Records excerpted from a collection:
----------------
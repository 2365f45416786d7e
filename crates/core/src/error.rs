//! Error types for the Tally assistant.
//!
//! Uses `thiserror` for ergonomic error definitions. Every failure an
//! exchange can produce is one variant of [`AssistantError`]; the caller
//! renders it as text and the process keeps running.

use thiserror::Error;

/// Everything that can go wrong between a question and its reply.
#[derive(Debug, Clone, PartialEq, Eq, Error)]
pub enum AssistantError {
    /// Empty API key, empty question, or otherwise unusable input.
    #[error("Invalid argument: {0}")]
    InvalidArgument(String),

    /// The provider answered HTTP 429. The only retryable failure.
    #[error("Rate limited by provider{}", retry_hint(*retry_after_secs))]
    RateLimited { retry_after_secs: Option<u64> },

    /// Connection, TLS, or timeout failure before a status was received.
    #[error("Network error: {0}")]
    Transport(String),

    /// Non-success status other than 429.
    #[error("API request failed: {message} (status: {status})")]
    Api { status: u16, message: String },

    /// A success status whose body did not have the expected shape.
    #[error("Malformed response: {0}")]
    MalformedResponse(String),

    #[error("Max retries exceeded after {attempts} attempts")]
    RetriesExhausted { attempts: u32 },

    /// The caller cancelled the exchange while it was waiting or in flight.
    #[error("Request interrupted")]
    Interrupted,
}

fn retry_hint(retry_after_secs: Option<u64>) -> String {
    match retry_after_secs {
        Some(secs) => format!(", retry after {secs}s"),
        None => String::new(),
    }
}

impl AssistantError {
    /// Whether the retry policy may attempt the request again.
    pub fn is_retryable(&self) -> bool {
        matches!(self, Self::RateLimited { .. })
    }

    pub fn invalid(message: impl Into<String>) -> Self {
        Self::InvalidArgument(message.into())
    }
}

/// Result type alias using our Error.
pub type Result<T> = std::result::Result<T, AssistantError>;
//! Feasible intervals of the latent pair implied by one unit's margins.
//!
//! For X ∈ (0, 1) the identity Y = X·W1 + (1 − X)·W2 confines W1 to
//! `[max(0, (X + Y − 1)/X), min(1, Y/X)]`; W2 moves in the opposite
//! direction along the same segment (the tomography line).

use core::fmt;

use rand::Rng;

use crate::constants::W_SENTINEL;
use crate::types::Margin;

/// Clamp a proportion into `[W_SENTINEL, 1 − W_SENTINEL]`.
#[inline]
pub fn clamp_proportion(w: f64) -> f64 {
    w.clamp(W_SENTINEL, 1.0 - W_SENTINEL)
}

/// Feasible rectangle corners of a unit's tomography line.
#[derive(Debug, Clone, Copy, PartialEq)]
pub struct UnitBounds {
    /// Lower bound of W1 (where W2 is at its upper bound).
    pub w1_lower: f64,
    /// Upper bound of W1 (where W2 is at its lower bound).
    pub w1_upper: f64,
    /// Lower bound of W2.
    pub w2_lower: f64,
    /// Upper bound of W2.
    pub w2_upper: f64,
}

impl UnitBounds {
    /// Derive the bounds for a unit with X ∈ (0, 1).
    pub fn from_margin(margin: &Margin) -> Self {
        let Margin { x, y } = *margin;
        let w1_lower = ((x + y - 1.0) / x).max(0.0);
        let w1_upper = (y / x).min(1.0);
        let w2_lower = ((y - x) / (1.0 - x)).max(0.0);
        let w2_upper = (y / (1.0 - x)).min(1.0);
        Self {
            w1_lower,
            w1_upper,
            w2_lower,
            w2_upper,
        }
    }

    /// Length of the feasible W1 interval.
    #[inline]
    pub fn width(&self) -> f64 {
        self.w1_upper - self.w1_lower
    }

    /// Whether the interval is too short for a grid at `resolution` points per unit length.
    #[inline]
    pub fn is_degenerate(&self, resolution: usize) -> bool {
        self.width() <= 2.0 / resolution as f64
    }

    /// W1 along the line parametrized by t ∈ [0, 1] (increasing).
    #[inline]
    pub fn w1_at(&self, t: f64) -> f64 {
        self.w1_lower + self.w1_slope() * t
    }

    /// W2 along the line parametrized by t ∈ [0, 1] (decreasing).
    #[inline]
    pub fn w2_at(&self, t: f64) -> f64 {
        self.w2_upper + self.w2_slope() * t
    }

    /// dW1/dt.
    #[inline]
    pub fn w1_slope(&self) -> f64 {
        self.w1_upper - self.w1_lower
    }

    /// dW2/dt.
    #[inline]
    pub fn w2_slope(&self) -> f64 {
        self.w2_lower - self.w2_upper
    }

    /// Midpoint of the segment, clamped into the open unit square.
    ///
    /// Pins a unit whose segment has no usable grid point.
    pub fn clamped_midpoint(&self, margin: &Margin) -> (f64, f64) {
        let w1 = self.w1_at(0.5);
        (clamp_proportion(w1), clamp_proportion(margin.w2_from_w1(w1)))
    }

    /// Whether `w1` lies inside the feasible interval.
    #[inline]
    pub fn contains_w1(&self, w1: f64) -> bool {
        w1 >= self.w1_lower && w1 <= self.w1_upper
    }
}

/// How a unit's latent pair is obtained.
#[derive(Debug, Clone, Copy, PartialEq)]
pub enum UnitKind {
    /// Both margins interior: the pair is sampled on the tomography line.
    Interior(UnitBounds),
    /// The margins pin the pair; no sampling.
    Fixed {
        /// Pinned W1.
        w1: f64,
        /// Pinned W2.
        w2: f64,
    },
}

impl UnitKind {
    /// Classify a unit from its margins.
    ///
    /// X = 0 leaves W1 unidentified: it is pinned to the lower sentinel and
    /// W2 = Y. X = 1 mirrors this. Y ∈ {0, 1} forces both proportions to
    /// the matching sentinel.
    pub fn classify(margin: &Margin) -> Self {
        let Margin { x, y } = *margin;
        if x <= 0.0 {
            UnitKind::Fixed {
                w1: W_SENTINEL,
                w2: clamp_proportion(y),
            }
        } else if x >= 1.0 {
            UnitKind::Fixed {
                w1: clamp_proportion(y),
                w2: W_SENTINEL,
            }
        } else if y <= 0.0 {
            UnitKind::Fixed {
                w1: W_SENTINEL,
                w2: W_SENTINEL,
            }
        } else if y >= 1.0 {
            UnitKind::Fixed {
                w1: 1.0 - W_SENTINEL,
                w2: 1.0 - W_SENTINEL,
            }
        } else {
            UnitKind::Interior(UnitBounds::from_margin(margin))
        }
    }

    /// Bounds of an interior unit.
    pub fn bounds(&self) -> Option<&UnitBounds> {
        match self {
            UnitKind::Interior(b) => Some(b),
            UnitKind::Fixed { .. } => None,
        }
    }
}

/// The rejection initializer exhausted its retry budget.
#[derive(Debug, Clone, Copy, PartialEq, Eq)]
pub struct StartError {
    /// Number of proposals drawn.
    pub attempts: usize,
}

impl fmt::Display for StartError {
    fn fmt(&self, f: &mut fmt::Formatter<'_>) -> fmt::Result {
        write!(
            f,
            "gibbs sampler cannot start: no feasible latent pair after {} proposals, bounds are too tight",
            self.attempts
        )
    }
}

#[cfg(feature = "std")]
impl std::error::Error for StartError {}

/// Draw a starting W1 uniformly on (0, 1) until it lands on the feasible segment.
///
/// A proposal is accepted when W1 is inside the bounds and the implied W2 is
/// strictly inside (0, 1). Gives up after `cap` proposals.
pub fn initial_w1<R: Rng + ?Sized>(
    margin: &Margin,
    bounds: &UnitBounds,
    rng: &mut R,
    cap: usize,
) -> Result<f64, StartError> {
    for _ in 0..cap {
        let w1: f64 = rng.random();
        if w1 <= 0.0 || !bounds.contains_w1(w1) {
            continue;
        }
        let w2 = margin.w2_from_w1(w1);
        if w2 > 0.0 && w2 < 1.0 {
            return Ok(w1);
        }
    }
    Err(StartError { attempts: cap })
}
----------------
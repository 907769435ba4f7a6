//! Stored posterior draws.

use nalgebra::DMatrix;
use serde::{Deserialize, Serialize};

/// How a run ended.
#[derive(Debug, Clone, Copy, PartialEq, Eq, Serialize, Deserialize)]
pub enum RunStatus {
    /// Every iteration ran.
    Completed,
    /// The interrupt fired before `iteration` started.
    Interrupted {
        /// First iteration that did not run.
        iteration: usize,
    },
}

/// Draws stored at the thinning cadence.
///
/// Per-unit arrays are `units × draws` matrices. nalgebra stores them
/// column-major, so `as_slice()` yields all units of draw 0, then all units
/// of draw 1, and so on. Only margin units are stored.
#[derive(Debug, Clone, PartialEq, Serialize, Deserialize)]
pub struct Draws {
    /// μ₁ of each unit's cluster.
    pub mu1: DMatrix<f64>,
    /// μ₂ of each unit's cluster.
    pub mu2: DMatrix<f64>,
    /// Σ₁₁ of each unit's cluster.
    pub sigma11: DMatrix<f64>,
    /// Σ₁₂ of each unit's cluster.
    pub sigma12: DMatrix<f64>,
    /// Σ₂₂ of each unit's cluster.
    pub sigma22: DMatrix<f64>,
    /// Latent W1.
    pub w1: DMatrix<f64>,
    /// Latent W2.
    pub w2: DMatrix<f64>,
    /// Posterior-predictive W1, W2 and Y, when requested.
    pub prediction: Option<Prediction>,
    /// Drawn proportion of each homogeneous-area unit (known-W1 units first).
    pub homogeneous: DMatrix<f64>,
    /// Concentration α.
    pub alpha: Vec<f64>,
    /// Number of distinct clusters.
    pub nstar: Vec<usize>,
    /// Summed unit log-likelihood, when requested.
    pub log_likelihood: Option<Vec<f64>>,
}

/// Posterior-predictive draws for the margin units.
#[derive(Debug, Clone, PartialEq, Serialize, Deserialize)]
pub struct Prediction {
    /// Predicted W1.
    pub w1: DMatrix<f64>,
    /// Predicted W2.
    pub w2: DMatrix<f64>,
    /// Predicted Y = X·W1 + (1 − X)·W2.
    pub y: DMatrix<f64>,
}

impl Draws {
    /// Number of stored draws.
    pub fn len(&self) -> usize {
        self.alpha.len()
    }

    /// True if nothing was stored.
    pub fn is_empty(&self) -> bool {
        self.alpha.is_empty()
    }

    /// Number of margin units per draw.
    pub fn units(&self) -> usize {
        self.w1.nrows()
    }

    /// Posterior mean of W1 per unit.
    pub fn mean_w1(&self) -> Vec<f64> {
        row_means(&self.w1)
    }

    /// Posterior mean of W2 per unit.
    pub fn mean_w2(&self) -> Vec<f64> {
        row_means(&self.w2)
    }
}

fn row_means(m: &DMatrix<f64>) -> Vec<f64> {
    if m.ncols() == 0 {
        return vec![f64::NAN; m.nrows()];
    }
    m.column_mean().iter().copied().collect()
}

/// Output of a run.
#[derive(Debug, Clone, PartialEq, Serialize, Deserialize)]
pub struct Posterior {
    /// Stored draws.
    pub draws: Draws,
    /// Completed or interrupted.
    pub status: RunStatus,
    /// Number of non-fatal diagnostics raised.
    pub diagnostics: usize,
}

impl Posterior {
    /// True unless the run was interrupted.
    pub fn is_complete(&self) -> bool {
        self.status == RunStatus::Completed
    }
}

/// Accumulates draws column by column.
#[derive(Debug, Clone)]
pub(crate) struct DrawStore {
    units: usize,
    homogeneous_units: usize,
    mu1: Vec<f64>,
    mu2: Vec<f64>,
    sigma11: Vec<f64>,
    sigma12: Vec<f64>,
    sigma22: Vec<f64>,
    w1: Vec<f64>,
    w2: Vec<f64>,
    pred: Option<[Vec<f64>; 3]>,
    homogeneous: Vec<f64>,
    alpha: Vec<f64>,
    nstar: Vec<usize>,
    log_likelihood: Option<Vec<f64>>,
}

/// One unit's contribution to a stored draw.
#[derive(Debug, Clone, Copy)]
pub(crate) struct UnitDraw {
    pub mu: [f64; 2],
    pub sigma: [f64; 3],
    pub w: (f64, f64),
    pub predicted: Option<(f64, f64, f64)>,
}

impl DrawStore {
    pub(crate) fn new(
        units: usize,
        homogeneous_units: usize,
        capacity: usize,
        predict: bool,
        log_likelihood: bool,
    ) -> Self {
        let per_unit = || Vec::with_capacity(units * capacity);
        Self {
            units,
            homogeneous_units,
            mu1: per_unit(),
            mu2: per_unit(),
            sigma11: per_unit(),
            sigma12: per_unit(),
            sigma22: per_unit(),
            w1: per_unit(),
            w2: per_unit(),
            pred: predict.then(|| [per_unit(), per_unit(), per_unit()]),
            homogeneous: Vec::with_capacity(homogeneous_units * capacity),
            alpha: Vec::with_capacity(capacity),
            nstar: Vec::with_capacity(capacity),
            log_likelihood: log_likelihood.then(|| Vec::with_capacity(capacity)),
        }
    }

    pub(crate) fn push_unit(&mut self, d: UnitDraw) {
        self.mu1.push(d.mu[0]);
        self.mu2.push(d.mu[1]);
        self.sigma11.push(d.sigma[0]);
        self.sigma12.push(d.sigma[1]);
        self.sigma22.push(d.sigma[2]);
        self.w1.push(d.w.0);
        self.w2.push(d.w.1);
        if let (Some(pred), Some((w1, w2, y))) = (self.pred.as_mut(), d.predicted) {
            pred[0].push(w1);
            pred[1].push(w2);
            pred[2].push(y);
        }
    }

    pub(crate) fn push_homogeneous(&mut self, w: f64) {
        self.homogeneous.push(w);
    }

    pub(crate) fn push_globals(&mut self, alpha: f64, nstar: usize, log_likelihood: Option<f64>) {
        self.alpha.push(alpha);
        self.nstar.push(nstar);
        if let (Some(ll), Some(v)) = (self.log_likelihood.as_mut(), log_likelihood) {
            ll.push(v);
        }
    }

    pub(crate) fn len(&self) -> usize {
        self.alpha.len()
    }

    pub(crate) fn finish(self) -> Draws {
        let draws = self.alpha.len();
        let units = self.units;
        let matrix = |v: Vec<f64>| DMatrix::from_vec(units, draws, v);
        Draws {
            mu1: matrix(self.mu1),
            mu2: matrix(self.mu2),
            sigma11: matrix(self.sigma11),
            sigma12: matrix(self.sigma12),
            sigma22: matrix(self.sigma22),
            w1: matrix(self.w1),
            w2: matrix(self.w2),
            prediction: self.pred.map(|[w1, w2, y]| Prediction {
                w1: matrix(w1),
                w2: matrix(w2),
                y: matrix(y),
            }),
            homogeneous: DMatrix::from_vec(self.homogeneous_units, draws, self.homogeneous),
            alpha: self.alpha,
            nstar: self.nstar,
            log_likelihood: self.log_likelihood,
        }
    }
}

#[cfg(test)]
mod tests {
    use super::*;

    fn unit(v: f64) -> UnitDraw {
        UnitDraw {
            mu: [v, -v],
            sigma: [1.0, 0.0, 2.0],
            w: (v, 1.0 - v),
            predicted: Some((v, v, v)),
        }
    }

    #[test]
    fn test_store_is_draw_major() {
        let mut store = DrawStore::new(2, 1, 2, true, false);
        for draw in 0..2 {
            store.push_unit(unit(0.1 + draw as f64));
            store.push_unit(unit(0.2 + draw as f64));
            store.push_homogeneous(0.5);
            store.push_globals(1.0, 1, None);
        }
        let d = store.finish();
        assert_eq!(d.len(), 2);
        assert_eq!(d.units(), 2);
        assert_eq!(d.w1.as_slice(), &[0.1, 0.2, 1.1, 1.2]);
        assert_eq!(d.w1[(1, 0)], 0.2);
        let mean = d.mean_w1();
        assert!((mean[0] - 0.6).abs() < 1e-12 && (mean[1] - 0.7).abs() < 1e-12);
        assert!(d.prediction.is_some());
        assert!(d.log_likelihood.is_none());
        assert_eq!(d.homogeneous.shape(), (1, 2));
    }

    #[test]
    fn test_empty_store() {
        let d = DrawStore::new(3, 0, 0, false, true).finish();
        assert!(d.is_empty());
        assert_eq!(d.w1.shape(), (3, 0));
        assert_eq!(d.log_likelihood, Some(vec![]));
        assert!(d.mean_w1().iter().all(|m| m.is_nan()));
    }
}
----------------
WHAT TO WORK ON >>
Write out exactly the lines above from the line with "repository 2365f45416786d7e" through the line with "pub enum AssistantError", both of them included, and leave out all other lines.

THE ANSWER >>
repository 2365f45416786d7e
filename crates/core/src/error.rs
//! Error types for the Tally assistant.
//!
//! Uses `thiserror` for ergonomic error definitions. Every failure an
//! exchange can produce is one variant of [`AssistantError`]; the caller
//! renders it as text and the process keeps running.

use thiserror::Error;

/// Everything that can go wrong between a question and its reply.
#[derive(Debug, Clone, PartialEq, Eq, Error)]
pub enum AssistantError {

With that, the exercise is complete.